Resolved (2022.11.16.07), the Board authorizes the President and CEO, or his designee(s), to facilitate all necessary contracting and disbursements for the [Redacted – Confidential Negotiation Information] in Los Angeles, California, where ICANN Org will hold the ICANN Org All-Hands meeting in an amount not to exceed [Redacted – Confidential Negotiation Information].
Resolved (2022.11.16.08), specific items within this resolution shall remain confidential for negotiation purposes pursuant to Article 3, section 3.5(b) of the ICANN Bylaws until the President and CEO determines that the confidential information may be released.
All members of the Board present voted in favor of Resolutions 2022.11.16.07 and 2022.11.16.08. One Director was unavailable to vote. The Resolutions carried.
Rationale for Resolutions 2022.11.16.07 – 2022.11.16.08
In late February 2020, ICANN organization closed its office doors due to the COVID-19 pandemic. During this time, the org practiced extreme caution and diligence in observing protocols designed to keep ICANN Staff, Board, and Community safe.
Now, almost three years later, ICANN org continues to follow best practices while carefully returning to normal operations. As part of this forward momentum and under the direction of the President and CEO, ICANN org plans to hold the first ICANN Org All-Hands meeting in Los Angeles, California, from 6 to 9 February 2023.
Throughout the fiscal year, all functional teams have budgeted to meet in order to discuss upcoming projects, priorities and key deliverables. In the past, these functional meetings have taken place separately, and although beneficial to maintain staff engagement and understanding of priorities, this meeting is intended to combine these separate meetings and budget, into one for FY23.

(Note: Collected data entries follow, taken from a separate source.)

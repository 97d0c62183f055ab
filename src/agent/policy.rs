//! The betting policy.
//!
//! A decision is an ordered cascade of rules where the first match wins:
//!
//! 1. Fold when the cost to continue is too high for the win rate.
//! 2. Raise for value with a strong hand.
//! 3. Min raise when nothing is bet and our own bounty is live.
//! 4. Check.
//! 5. Call, unless the hand is too weak for the pot odds.
use std::fmt::{self, Display};

use crate::bounty::BeliefSet;
use crate::core::{CardBitSet, Value};
use crate::holdem::Street;

use super::{Action, ActionKind, HandRecord, LegalActions, RaiseBounds};

/// Minimum win rate needed to pay more than `above` chips to continue.
#[cfg_attr(feature = "serde", derive(serde::Serialize, serde::Deserialize))]
#[derive(Debug, Clone, Copy, PartialEq)]
pub struct FoldTier {
    pub above: u32,
    pub min_win_rate: f64,
}

/// All of the knobs of [`DecisionPolicy`].
///
/// The defaults are the tuned values the bot plays with.
#[cfg_attr(feature = "serde", derive(serde::Serialize, serde::Deserialize))]
#[cfg_attr(feature = "serde", serde(default))]
#[derive(Debug, Clone, PartialEq)]
pub struct PolicyConfig {
    /// Fold with less than `min_win_rate` when the cost is above `above`.
    /// The strictest matching tier applies.
    pub fold_tiers: Vec<FoldTier>,
    /// Win rate needed for a big raise.
    pub max_raise_win_rate: f64,
    /// Win rate needed for a scaled raise.
    pub raise_win_rate: f64,
    /// Win rate where the scaled raise starts growing from the minimum.
    pub raise_interpolation_floor: f64,
    /// Call nothing below this win rate.
    pub call_floor: f64,
    /// Fold when the win rate is below this fraction of the pot odds.
    pub pot_odds_fold_fraction: f64,
    /// How much more both the cost to continue and our own pip weigh when
    /// the opponent is chasing a bounty rank that we're already holding or
    /// that is on the board.
    pub opponent_bounty_pressure: f64,
    /// How much more the opponent's pip is worth when our bounty is live.
    pub own_bounty_pip_weight: f64,
    /// Largest combined flop pip where a bounty open is still made.
    pub flop_bounty_pip_limit: u32,
    /// Keeps pot odds finite when nothing has been bet.
    pub pot_odds_epsilon: f64,
}

impl Default for PolicyConfig {
    fn default() -> Self {
        Self {
            fold_tiers: vec![
                FoldTier {
                    above: 0,
                    min_win_rate: 0.50,
                },
                FoldTier {
                    above: 50,
                    min_win_rate: 0.65,
                },
                FoldTier {
                    above: 100,
                    min_win_rate: 0.75,
                },
                FoldTier {
                    above: 200,
                    min_win_rate: 0.85,
                },
            ],
            max_raise_win_rate: 0.95,
            raise_win_rate: 0.75,
            raise_interpolation_floor: 0.70,
            call_floor: 0.40,
            pot_odds_fold_fraction: 0.25,
            opponent_bounty_pressure: 1.5,
            own_bounty_pip_weight: 1.5,
            flop_bounty_pip_limit: 50,
            pot_odds_epsilon: 0.1,
        }
    }
}

/// Everything a single decision depends on.
#[derive(Debug, Clone, Copy, PartialEq)]
pub struct DecisionContext {
    /// Estimated chance of winning at showdown, in `[0, 1]`.
    pub win_rate: f64,
    pub street: Street,
    pub legal: LegalActions,
    pub raise_bounds: Option<RaiseBounds>,
    pub my_pip: u32,
    pub opp_pip: u32,
    pub own_bounty: Value,
    /// Our hole cards and the board.
    pub cards_in_play: CardBitSet,
    /// Candidates for the opponent's bounty.
    pub belief: BeliefSet,
}

impl DecisionContext {
    pub fn from_record(record: &HandRecord, win_rate: f64, belief: BeliefSet) -> Self {
        Self {
            win_rate,
            street: record.street(),
            legal: record.legal(),
            raise_bounds: record.raise_bounds(),
            my_pip: record.my_pip(),
            opp_pip: record.opp_pip(),
            own_bounty: record.own_bounty(),
            cards_in_play: record.cards_in_play(),
            belief,
        }
    }

    pub fn continue_cost(&self) -> u32 {
        self.opp_pip.saturating_sub(self.my_pip)
    }

    /// Our bounty rank is in our hand or on the board.
    pub fn own_bounty_live(&self) -> bool {
        self.cards_in_play.contains_value(self.own_bounty)
    }

    /// The opponent's bounty has been narrowed to one rank and we can see
    /// that rank in our hand or on the board.
    pub fn opponent_bounty_blocked(&self) -> bool {
        self.belief
            .single()
            .is_some_and(|v| self.cards_in_play.contains_value(v))
    }

    fn raise_bounds_if_legal(&self) -> Option<RaiseBounds> {
        self.raise_bounds
            .filter(|_| self.legal.contains(ActionKind::Raise))
    }
}

/// Which rule of the cascade produced an action.
#[cfg_attr(feature = "serde", derive(serde::Serialize, serde::Deserialize))]
#[derive(Debug, Clone, Copy, PartialEq, Eq, Hash)]
pub enum RuleFired {
    /// Continuing cost more than the win rate justifies.
    FoldThreshold,
    /// Near certain win, raise big.
    MaxRaise,
    /// Strong hand, raise an amount that grows with the win rate.
    ScaledRaise,
    /// Nothing to call and our bounty is live, open with a min raise.
    BountyOpen,
    Check,
    /// Too weak to call.
    FallbackFold,
    FallbackCall,
}

impl Display for RuleFired {
    fn fmt(&self, f: &mut fmt::Formatter<'_>) -> fmt::Result {
        let name = match self {
            RuleFired::FoldThreshold => "fold threshold",
            RuleFired::MaxRaise => "max raise",
            RuleFired::ScaledRaise => "scaled raise",
            RuleFired::BountyOpen => "bounty open",
            RuleFired::Check => "check",
            RuleFired::FallbackFold => "fallback fold",
            RuleFired::FallbackCall => "fallback call",
        };
        write!(f, "{name}")
    }
}

/// An action and why it was chosen.
#[derive(Debug, Clone, Copy, PartialEq)]
pub struct Decision {
    pub action: Action,
    pub rule: RuleFired,
    pub win_rate: f64,
    /// Pot odds after the bounty adjustments.
    pub pot_odds: f64,
    /// Cost to continue after the bounty adjustments.
    pub effective_cost: f64,
}

/// Turns a [`DecisionContext`] into an [`Action`].
///
/// This is a pure function of the context. It always produces an action of
/// a legal kind, and any raise it returns is within the raise bounds.
#[derive(Debug, Clone, Default, PartialEq)]
pub struct DecisionPolicy {
    config: PolicyConfig,
}

impl DecisionPolicy {
    pub fn new(config: PolicyConfig) -> Self {
        Self { config }
    }

    pub fn config(&self) -> &PolicyConfig {
        &self.config
    }

    /// Pick an action.
    ///
    /// # Examples
    ///
    /// ```
    /// use bounty_holdem::agent::{
    ///     Action, ActionKind, DecisionContext, DecisionPolicy, LegalActions,
    /// };
    /// use bounty_holdem::bounty::BeliefSet;
    /// use bounty_holdem::core::{CardBitSet, Value};
    /// use bounty_holdem::holdem::Street;
    ///
    /// let ctx = DecisionContext {
    ///     win_rate: 0.3,
    ///     street: Street::Flop,
    ///     legal: LegalActions::new(&[ActionKind::Fold, ActionKind::Call]),
    ///     raise_bounds: None,
    ///     my_pip: 0,
    ///     opp_pip: 10,
    ///     own_bounty: Value::Ace,
    ///     cards_in_play: CardBitSet::new(),
    ///     belief: BeliefSet::full(),
    /// };
    /// assert_eq!(Action::Fold, DecisionPolicy::default().decide(&ctx));
    /// ```
    pub fn decide(&self, ctx: &DecisionContext) -> Action {
        self.explain(ctx).action
    }

    /// Pick an action and report which rule chose it.
    pub fn explain(&self, ctx: &DecisionContext) -> Decision {
        let cfg = &self.config;
        let win_rate = ctx.win_rate;

        // The two bounty adjustments are independent of each other. Pressure
        // scales both the cost and what we've already put in.
        let mut cost = ctx.continue_cost() as f64;
        let mut my_pip = ctx.my_pip as f64;
        if ctx.opponent_bounty_blocked() {
            cost *= cfg.opponent_bounty_pressure;
            my_pip *= cfg.opponent_bounty_pressure;
        }
        let own_bounty_live = ctx.own_bounty_live();
        let opp_pip_weight = if own_bounty_live {
            cfg.own_bounty_pip_weight
        } else {
            1.0
        };
        let pot_odds = cost
            / (my_pip + opp_pip_weight * ctx.opp_pip as f64 + cost + cfg.pot_odds_epsilon);

        let decision = |action, rule| Decision {
            action,
            rule,
            win_rate,
            pot_odds,
            effective_cost: cost,
        };

        if cost > 0.0 && win_rate < self.required_win_rate(cost) {
            return decision(give_up(ctx), RuleFired::FoldThreshold);
        }

        if let Some(bounds) = ctx.raise_bounds_if_legal() {
            if win_rate > cfg.max_raise_win_rate && win_rate > pot_odds {
                // Bet more the fewer streets are left.
                let rounds_left = ctx.street.rounds_left();
                let amount = bounds.max() / (rounds_left * rounds_left);
                return decision(Action::Raise(bounds.clamp(amount)), RuleFired::MaxRaise);
            }

            if win_rate > cfg.raise_win_rate && win_rate > pot_odds {
                let spread = (bounds.max() - bounds.min()) as f64;
                let extra = (spread * (win_rate - cfg.raise_interpolation_floor)).max(0.0);
                let amount = bounds.min().saturating_add(extra as u32);
                return decision(Action::Raise(bounds.clamp(amount)), RuleFired::ScaledRaise);
            }

            let open_street = match ctx.street {
                Street::Preflop => true,
                Street::Flop => {
                    my_pip + (ctx.opp_pip as f64) < cfg.flop_bounty_pip_limit as f64
                }
                Street::Turn | Street::River => false,
            };
            if ctx.continue_cost() == 0 && own_bounty_live && open_street {
                return decision(Action::Raise(bounds.min()), RuleFired::BountyOpen);
            }
        }

        if ctx.legal.contains(ActionKind::Check) {
            return decision(Action::Check, RuleFired::Check);
        }

        if win_rate < cfg.call_floor || win_rate < cfg.pot_odds_fold_fraction * pot_odds {
            return decision(give_up(ctx), RuleFired::FallbackFold);
        }

        if ctx.legal.contains(ActionKind::Call) {
            decision(Action::Call, RuleFired::FallbackCall)
        } else {
            decision(give_up(ctx), RuleFired::FallbackFold)
        }
    }

    /// The win rate needed to pay `cost` chips to continue.
    fn required_win_rate(&self, cost: f64) -> f64 {
        self.config
            .fold_tiers
            .iter()
            .filter(|tier| cost > tier.above as f64)
            .map(|tier| tier.min_win_rate)
            .fold(0.0, f64::max)
    }
}

/// The cheapest way out of a hand that the engine will accept.
fn give_up(ctx: &DecisionContext) -> Action {
    if ctx.legal.contains(ActionKind::Fold) {
        Action::Fold
    } else if ctx.legal.contains(ActionKind::Check) {
        Action::Check
    } else if ctx.legal.contains(ActionKind::Call) {
        Action::Call
    } else if let Some(bounds) = ctx.raise_bounds_if_legal() {
        Action::Raise(bounds.min())
    } else {
        Action::Call
    }
}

The ICANN Org All-Hands meeting will allow for line managers to be set up for success through inspiration, expectation-setting and education the first two days of the event. The final two days will gather all functions of ICANN org to: (i) meet new team members hired during the pandemic; (ii) take part in priority setting activities; (iii) participate in teambuilding and leadership exercises; (iv) explore and collaborate on new opportunities; and (v) review the strategic and operating plans for the coming year.
The Board Finance Committee (BFC) has carried out its standard due diligence in reviewing the proposed spend and has recommended that the Board approve. As part of this diligence, the BFC has reviewed the financial risks associated with the proposed spend and the information provided by the org on the measures in place to mitigate those risks. The BFC has found these financial risks and the mitigation in place reasonable and acceptable.
The Board reviewed the organization's briefing for hosting the 2023 ICANN Org All-Hands meeting in Los Angeles, California, and approved the related costs for the facilities selected for that meeting.
There will be a financial impact to ICANN in hosting this event and providing travel as necessary. However, this fiscal impact can be covered within the existing FY23 approved budget with no to very minimal disruption to the daily operations of ICANN org.
This event supports ICANN's mission as a gathering point to bring the org together to align for the work ahead, have discussions around the org's key objectives and priorities to support the org's mission. This is critical with the key initiatives being prioritized for the coming year(s), to ensure staff engagement and understanding of these priorities, additionally understanding the impacts on the importance of these for the public interest and continuing to fulfill ICANN's mission of a secure and stable internet.
This action will have no impact on the security or the stability of the Domain Name System.
This is an Organizational Administrative function that does not require public comment.
The Chair then called the meeting to a close.